BA will upgrade you because(*) it needs your seat - and it would need your seat because it has sold more tickets in that cabin then there are physical seats so some people have to be moved. So they will move some people into the next cabin up to make the numbers work (and next cabin down on the
much rarer case where going forward won't work). This can obviously have a knock-on effect, where some people get upgraded into WTP but now there aren't quite enough seats in that, so some lucky WTP passengers get into CW etc.
And all that is decided by computer (you may see references to DUT - Discretionary Upgrade Tool), not by check in agents. The algorithm it uses is
deliberately opaque so people cannot 'game' the system. The only thing you can really do is fly in cabins that are frequently oversold. WTP seems to be the "sweet spot" for this, it's an increasingly popular cabin amongst passengers it seems, and on many planes it is quite small so they end up having to move people forward. But more bad news - on the refurbished 777s it has been increased greatly in size to accommodate more people....

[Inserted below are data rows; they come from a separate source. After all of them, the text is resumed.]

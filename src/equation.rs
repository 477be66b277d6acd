//! Compiles a radius expression over `theta` and `phi` into a reusable function.
//!
//! Expressions are parsed by `meval` into an RPN token list and evaluated
//! against [`AngleContext`], which is the whole world an expression can see:
//! the two angles, three constants and a fixed table of math functions.
//! Nothing else resolves, so an expression cannot reach ambient state.
//!
//! meval has no infix comparison operators; comparisons and logic are exposed
//! as functions returning `1.0` / `0.0` (`lt(theta, 1)`, `if(c, a, b)`).

use std::f64::consts::{E, PI, TAU};
use std::fmt;

use meval::{ContextProvider, Expr, FuncEvalError};
use thiserror::Error;

use crate::geom::RadialField;

/// Names bound to the polar angle and the azimuth.
pub const VARIABLES: [&str; 2] = ["theta", "phi"];

const CONSTANTS: &[(&str, f64)] = &[("pi", PI), ("tau", TAU), ("e", E)];

/// Reasons an expression is rejected before any vertex is touched.
#[derive(Debug, Error, PartialEq)]
pub enum CompileError {
    #[error("equation is empty")]
    Empty,
    #[error("equation could not be parsed: {0}")]
    Syntax(String),
    #[error("unknown variable `{name}`{}", suggestion_hint(.suggestion))]
    UnknownVariable {
        name: String,
        suggestion: Option<&'static str>,
    },
    #[error("unknown function `{name}`{}", suggestion_hint(.suggestion))]
    UnknownFunction {
        name: String,
        suggestion: Option<&'static str>,
    },
    #[error("function `{name}` called with the wrong number of arguments: {reason}")]
    Arity { name: String, reason: String },
}

fn suggestion_hint(suggestion: &Option<&'static str>) -> String {
    suggestion.map_or_else(
        || format!(" (expressions may only use {} and {})", VARIABLES[0], VARIABLES[1]),
        |name| format!(" (did you mean `{name}`?)"),
    )
}

impl CompileError {
    fn from_probe(error: meval::Error) -> Self {
        match error {
            meval::Error::UnknownVariable(name) => {
                let suggestion = closest(&name, variable_names());
                Self::UnknownVariable { name, suggestion }
            }
            meval::Error::Function(name, FuncEvalError::UnknownFunction) => {
                let suggestion = closest(&name, BUILTINS.iter().map(|b| b.name));
                Self::UnknownFunction { name, suggestion }
            }
            meval::Error::Function(name, reason) => Self::Arity {
                name,
                reason: reason.to_string(),
            },
            other => Self::Syntax(other.to_string()),
        }
    }
}

/// A compiled radius expression `r(theta, phi)`.
///
/// Compiled once per run and shared read-only by every job; evaluation is
/// pure and thread-safe.
pub struct RadiusFunction {
    source: String,
    expr: Expr,
}

impl fmt::Debug for RadiusFunction {
    fn fmt(&self, f: &mut fmt::Formatter<'_>) -> fmt::Result {
        f.debug_struct("RadiusFunction")
            .field("source", &self.source)
            .finish_non_exhaustive()
    }
}

impl RadiusFunction {
    /// Parses `source` and resolves every identifier and call in it.
    ///
    /// # Errors
    /// Returns a [`CompileError`] for empty text, syntax errors, identifiers
    /// other than the bound angles and constants, functions outside the
    /// allow-list, and calls with the wrong number of arguments.
    pub fn compile(source: &str) -> Result<Self, CompileError> {
        let normalized = normalize_expression(source);
        if normalized.is_empty() {
            return Err(CompileError::Empty);
        }

        let expr: Expr = normalized
            .parse()
            .map_err(|error: meval::Error| CompileError::Syntax(error.to_string()))?;

        // RPN evaluation visits every token, so a single probe resolves every
        // variable and function call in the expression.
        expr.eval_with_context(AngleContext::new(0.0, 0.0))
            .map_err(CompileError::from_probe)?;

        log::debug!("compiled radius function `{normalized}`");
        Ok(Self {
            source: normalized,
            expr,
        })
    }

    /// The normalized expression text.
    #[must_use]
    pub fn source(&self) -> &str {
        &self.source
    }

    /// Evaluates `r(theta, phi)`.
    ///
    /// May return NaN or ±Inf for inputs outside the expression's numeric
    /// domain (e.g. `sqrt(-1)`); callers decide how to treat that.
    #[must_use]
    pub fn eval(&self, theta: f64, phi: f64) -> f64 {
        // Compilation rejected every structural error already.
        self.expr
            .eval_with_context(AngleContext::new(theta, phi))
            .unwrap_or(f64::NAN)
    }
}

impl RadialField for RadiusFunction {
    fn radius(&self, theta: f64, phi: f64) -> f64 {
        self.eval(theta, phi)
    }
}

fn normalize_expression(source: &str) -> String {
    let mut normalized = source.trim().to_owned();
    while normalized.ends_with(';') {
        normalized.pop();
        normalized = normalized.trim_end().to_owned();
    }
    normalized
}

fn variable_names() -> impl Iterator<Item = &'static str> {
    VARIABLES
        .into_iter()
        .chain(CONSTANTS.iter().map(|(name, _)| *name))
}

fn closest(name: &str, candidates: impl Iterator<Item = &'static str>) -> Option<&'static str> {
    const MAX_DISTANCE: usize = 2;
    let lowered = name.to_lowercase();
    candidates
        .map(|candidate| (levenshtein::levenshtein(&lowered, candidate), candidate))
        .filter(|(distance, _)| *distance <= MAX_DISTANCE && *distance < lowered.len())
        .min_by_key(|(distance, _)| *distance)
        .map(|(_, candidate)| candidate)
}

// ─────────────────────────────────────────────────────────────────────────────
// Evaluation context
// ─────────────────────────────────────────────────────────────────────────────

/// The names visible to an expression.
#[derive(Debug, Clone, Copy)]
struct AngleContext {
    theta: f64,
    phi: f64,
}

impl AngleContext {
    const fn new(theta: f64, phi: f64) -> Self {
        Self { theta, phi }
    }
}

impl ContextProvider for AngleContext {
    fn get_var(&self, name: &str) -> Option<f64> {
        match name {
            "theta" => Some(self.theta),
            "phi" => Some(self.phi),
            _ => CONSTANTS
                .iter()
                .find(|(constant, _)| *constant == name)
                .map(|(_, value)| *value),
        }
    }

    fn eval_func(&self, name: &str, args: &[f64]) -> Result<f64, FuncEvalError> {
        let builtin = BUILTINS
            .iter()
            .find(|builtin| builtin.name == name)
            .ok_or(FuncEvalError::UnknownFunction)?;
        builtin.call(args)
    }
}

#[derive(Clone, Copy)]
enum Kernel {
    Unary(fn(f64) -> f64),
    Binary(fn(f64, f64) -> f64),
    Ternary(fn(f64, f64, f64) -> f64),
    Variadic(fn(&[f64]) -> f64),
}

#[derive(Clone, Copy)]
struct Builtin {
    name: &'static str,
    min_args: usize,
    max_args: usize,
    kernel: Kernel,
}

impl Builtin {
    const fn unary(name: &'static str, f: fn(f64) -> f64) -> Self {
        Self {
            name,
            min_args: 1,
            max_args: 1,
            kernel: Kernel::Unary(f),
        }
    }

    const fn binary(name: &'static str, f: fn(f64, f64) -> f64) -> Self {
        Self {
            name,
            min_args: 2,
            max_args: 2,
            kernel: Kernel::Binary(f),
        }
    }

    const fn ternary(name: &'static str, f: fn(f64, f64, f64) -> f64) -> Self {
        Self {
            name,
            min_args: 3,
            max_args: 3,
            kernel: Kernel::Ternary(f),
        }
    }

    const fn variadic(
        name: &'static str,
        min_args: usize,
        max_args: usize,
        f: fn(&[f64]) -> f64,
    ) -> Self {
        Self {
            name,
            min_args,
            max_args,
            kernel: Kernel::Variadic(f),
        }
    }

    fn call(&self, args: &[f64]) -> Result<f64, FuncEvalError> {
        let count = args.len();
        if self.min_args == self.max_args && count != self.min_args {
            return Err(FuncEvalError::NumberArgs(self.min_args));
        }
        if count < self.min_args {
            return Err(FuncEvalError::TooFewArguments);
        }
        if count > self.max_args {
            return Err(FuncEvalError::TooManyArguments);
        }

        Ok(match self.kernel {
            Kernel::Unary(f) => f(args[0]),
            Kernel::Binary(f) => f(args[0], args[1]),
            Kernel::Ternary(f) => f(args[0], args[1], args[2]),
            Kernel::Variadic(f) => f(args),
        })
    }
}

const BUILTINS: &[Builtin] = &[
    Builtin::unary("sqrt", f64::sqrt),
    Builtin::unary("cbrt", f64::cbrt),
    Builtin::unary("exp", f64::exp),
    Builtin::unary("ln", f64::ln),
    Builtin::unary("log", f64::ln),
    Builtin::unary("log2", f64::log2),
    Builtin::unary("log10", f64::log10),
    Builtin::unary("abs", f64::abs),
    Builtin::unary("sign", f64::signum),
    Builtin::unary("floor", f64::floor),
    Builtin::unary("ceil", f64::ceil),
    Builtin::unary("round", f64::round),
    Builtin::unary("frac", f64::fract),
    Builtin::unary("sin", f64::sin),
    Builtin::unary("cos", f64::cos),
    Builtin::unary("tan", f64::tan),
    Builtin::unary("asin", f64::asin),
    Builtin::unary("acos", f64::acos),
    Builtin::unary("atan", f64::atan),
    Builtin::unary("sinh", f64::sinh),
    Builtin::unary("cosh", f64::cosh),
    Builtin::unary("tanh", f64::tanh),
    Builtin::unary("sec", |value| 1.0 / value.cos()),
    Builtin::unary("csc", |value| 1.0 / value.sin()),
    Builtin::unary("cot", |value| 1.0 / value.tan()),
    Builtin::unary("deg", f64::to_degrees),
    Builtin::unary("rad", f64::to_radians),
    Builtin::unary("not", |value| bool_to_f64(!to_boolean(value))),
    Builtin::binary("atan2", f64::atan2),
    Builtin::binary("pow", f64::powf),
    Builtin::binary("hypot", f64::hypot),
    Builtin::binary("mod", modulo),
    Builtin::binary("lt", |a, b| bool_to_f64(a < b)),
    Builtin::binary("le", |a, b| bool_to_f64(a <= b)),
    Builtin::binary("gt", |a, b| bool_to_f64(a > b)),
    Builtin::binary("ge", |a, b| bool_to_f64(a >= b)),
    Builtin::binary("eq", |a, b| bool_to_f64(a == b)),
    Builtin::binary("ne", |a, b| bool_to_f64(a != b)),
    Builtin::binary("and", |a, b| bool_to_f64(to_boolean(a) && to_boolean(b))),
    Builtin::binary("or", |a, b| bool_to_f64(to_boolean(a) || to_boolean(b))),
    Builtin::ternary("clamp", clamp),
    Builtin::ternary("lerp", |a, b, t| a + (b - a) * t),
    Builtin::variadic("min", 1, usize::MAX, |args| {
        args.iter().copied().fold(f64::INFINITY, f64::min)
    }),
    Builtin::variadic("max", 1, usize::MAX, |args| {
        args.iter().copied().fold(f64::NEG_INFINITY, f64::max)
    }),
    Builtin::variadic("if", 2, 3, conditional),
];

fn to_boolean(value: f64) -> bool {
    value != 0.0
}

fn bool_to_f64(state: bool) -> f64 {
    if state { 1.0 } else { 0.0 }
}

fn clamp(value: f64, min: f64, max: f64) -> f64 {
    let lower = min.min(max);
    let upper = min.max(max);
    value.max(lower).min(upper)
}

fn modulo(dividend: f64, divisor: f64) -> f64 {
    if divisor == 0.0 {
        return f64::NAN;
    }
    let remainder = dividend % divisor;
    if remainder == 0.0 {
        0.0
    } else if (divisor > 0.0 && remainder < 0.0) || (divisor < 0.0 && remainder > 0.0) {
        remainder + divisor
    } else {
        remainder
    }
}

fn conditional(args: &[f64]) -> f64 {
    let truthy = args[1];
    let falsy = args.get(2).copied().unwrap_or(0.0);
    if to_boolean(args[0]) { truthy } else { falsy }
}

In essence, don't get your hopes up. As the oft repeated mantra round here goes, "pay for the cabin you're prepared to travel in". If you want to purchase a paid upgrade, there are some options available that
might end up being cheaper than buying the ticket in the cabin originally (but can also be more expensive). People will happily give advice on those if it's something you are considering.
*They sometimes seem to upgrade as service recovery even if the cabin is not full, I've had that once.